> [SUPPLIED RECORDS]:
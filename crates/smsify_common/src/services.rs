// --- File: crates/smsify_common/src/services.rs ---
//! Service abstractions for pluggable SMS delivery backends.
//!
//! This module defines the `SmsChannel` trait that every delivery backend
//! implements, the registry the composition root populates at startup, and the
//! shared result shapes (`SendOutcome`, `ConfigValidation`) those backends
//! return. Keeping these here decouples route plumbing and the backend binary
//! from any concrete provider crate.

use serde::Serialize;
use serde_json::Value;
use std::collections::HashMap;
use std::future::Future;
use std::pin::Pin;
use std::sync::{Arc, RwLock};

use crate::error::{conflict, SmsifyError};

/// Type alias for a boxed future that returns a Result
pub type BoxFuture<'a, T, E> = Pin<Box<dyn Future<Output = Result<T, E>> + Send + 'a>>;

/// Type alias for a boxed future used by operations that never fail outright
/// and instead report their outcome inside the returned value.
pub type OutcomeFuture<'a> = Pin<Box<dyn Future<Output = SendOutcome> + Send + 'a>>;

/// Uniform envelope returned by every send-style operation, success or failure.
///
/// `data` echoes the raw vendor response for diagnostics and is not
/// interpreted further.
#[derive(Debug, Clone, Serialize)]
pub struct SendOutcome {
    pub success: bool,
    pub message: String,
    pub data: Option<Value>,
    pub request_id: Option<String>,
}

impl SendOutcome {
    pub fn success(
        message: impl Into<String>,
        data: Option<Value>,
        request_id: Option<String>,
    ) -> Self {
        Self {
            success: true,
            message: message.into(),
            data,
            request_id,
        }
    }

    pub fn failure(message: impl Into<String>) -> Self {
        Self {
            success: false,
            message: message.into(),
            data: None,
            request_id: None,
        }
    }
}

/// Result of validating a channel configuration.
#[derive(Debug, Clone, Serialize)]
pub struct ConfigValidation {
    pub valid: bool,
    pub errors: Vec<String>,
    /// Reserved; no current check emits warnings.
    pub warnings: Vec<String>,
}

/// Descriptor for one channel configuration field, for admin surfaces.
#[derive(Debug, Clone, Serialize)]
pub struct ConfigField {
    pub name: &'static str,
    pub label: &'static str,
    /// Rendering hint: "text" or "password".
    pub kind: &'static str,
    pub required: bool,
    pub default: &'static str,
}

/// Static metadata about the provider behind a channel.
#[derive(Debug, Clone, Serialize)]
pub struct ProviderInfo {
    pub name: &'static str,
    pub website: &'static str,
    pub description: &'static str,
    pub regions: Vec<&'static str>,
}

/// A pluggable SMS delivery backend registered under a string key.
///
/// Implementations wrap one provider's service object. `send` never returns an
/// error: every failure is reported inside the [`SendOutcome`] envelope.
pub trait SmsChannel: Send + Sync {
    /// Stable registry key for this backend (e.g. `"tencent"`).
    fn channel_type(&self) -> &'static str;

    /// Human-readable provider name.
    fn display_name(&self) -> &'static str;

    /// Message kinds this backend can deliver.
    fn capabilities(&self) -> Vec<&'static str>;

    /// Configuration fields this backend expects, for admin surfaces.
    /// Field values are never included here.
    fn config_fields(&self) -> Vec<ConfigField>;

    /// Static provider metadata.
    fn provider_info(&self) -> ProviderInfo;

    /// Validates the backend's current configuration.
    fn validate_config(&self) -> ConfigValidation;

    /// Send one templated message to one phone number.
    fn send(&self, phone: &str, template_id: &str, params: Vec<String>) -> OutcomeFuture<'_>;
}

/// Registry of delivery backends keyed by channel type.
///
/// Populated once by the composition root at startup; lookups afterwards are
/// read-only, so the lock is effectively uncontended.
#[derive(Default)]
pub struct ChannelRegistry {
    channels: RwLock<HashMap<String, Arc<dyn SmsChannel>>>,
}

impl ChannelRegistry {
    pub fn new() -> Self {
        Self::default()
    }

    /// Registers a backend under its channel type. Registering the same key
    /// twice is refused; the original plugin must stay authoritative.
    pub fn register(&self, channel: Arc<dyn SmsChannel>) -> Result<(), SmsifyError> {
        let key = channel.channel_type().to_string();
        let mut channels = self.channels.write().expect("channel registry poisoned");
        if channels.contains_key(&key) {
            return Err(conflict(format!("channel '{key}' is already registered")));
        }
        channels.insert(key, channel);
        Ok(())
    }

    pub fn get(&self, channel_type: &str) -> Option<Arc<dyn SmsChannel>> {
        self.channels
            .read()
            .expect("channel registry poisoned")
            .get(channel_type)
            .cloned()
    }

    /// Registered channel keys, sorted for stable output.
    pub fn channel_types(&self) -> Vec<String> {
        let mut keys: Vec<String> = self
            .channels
            .read()
            .expect("channel registry poisoned")
            .keys()
            .cloned()
            .collect();
        keys.sort();
        keys
    }
}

> [THE TASK]:
The answer is the lines above between the line holding "pub struct ChannelRegistry" and the line holding "must stay authoritative.", inclusive, each written out exactly, and no others.

> [ANSWER SECTION]:
pub struct ChannelRegistry {
    channels: RwLock<HashMap<String, Arc<dyn SmsChannel>>>,
}

impl ChannelRegistry {
    pub fn new() -> Self {
        Self::default()
    }

    /// Registers a backend under its channel type. Registering the same key
    /// twice is refused; the original plugin must stay authoritative.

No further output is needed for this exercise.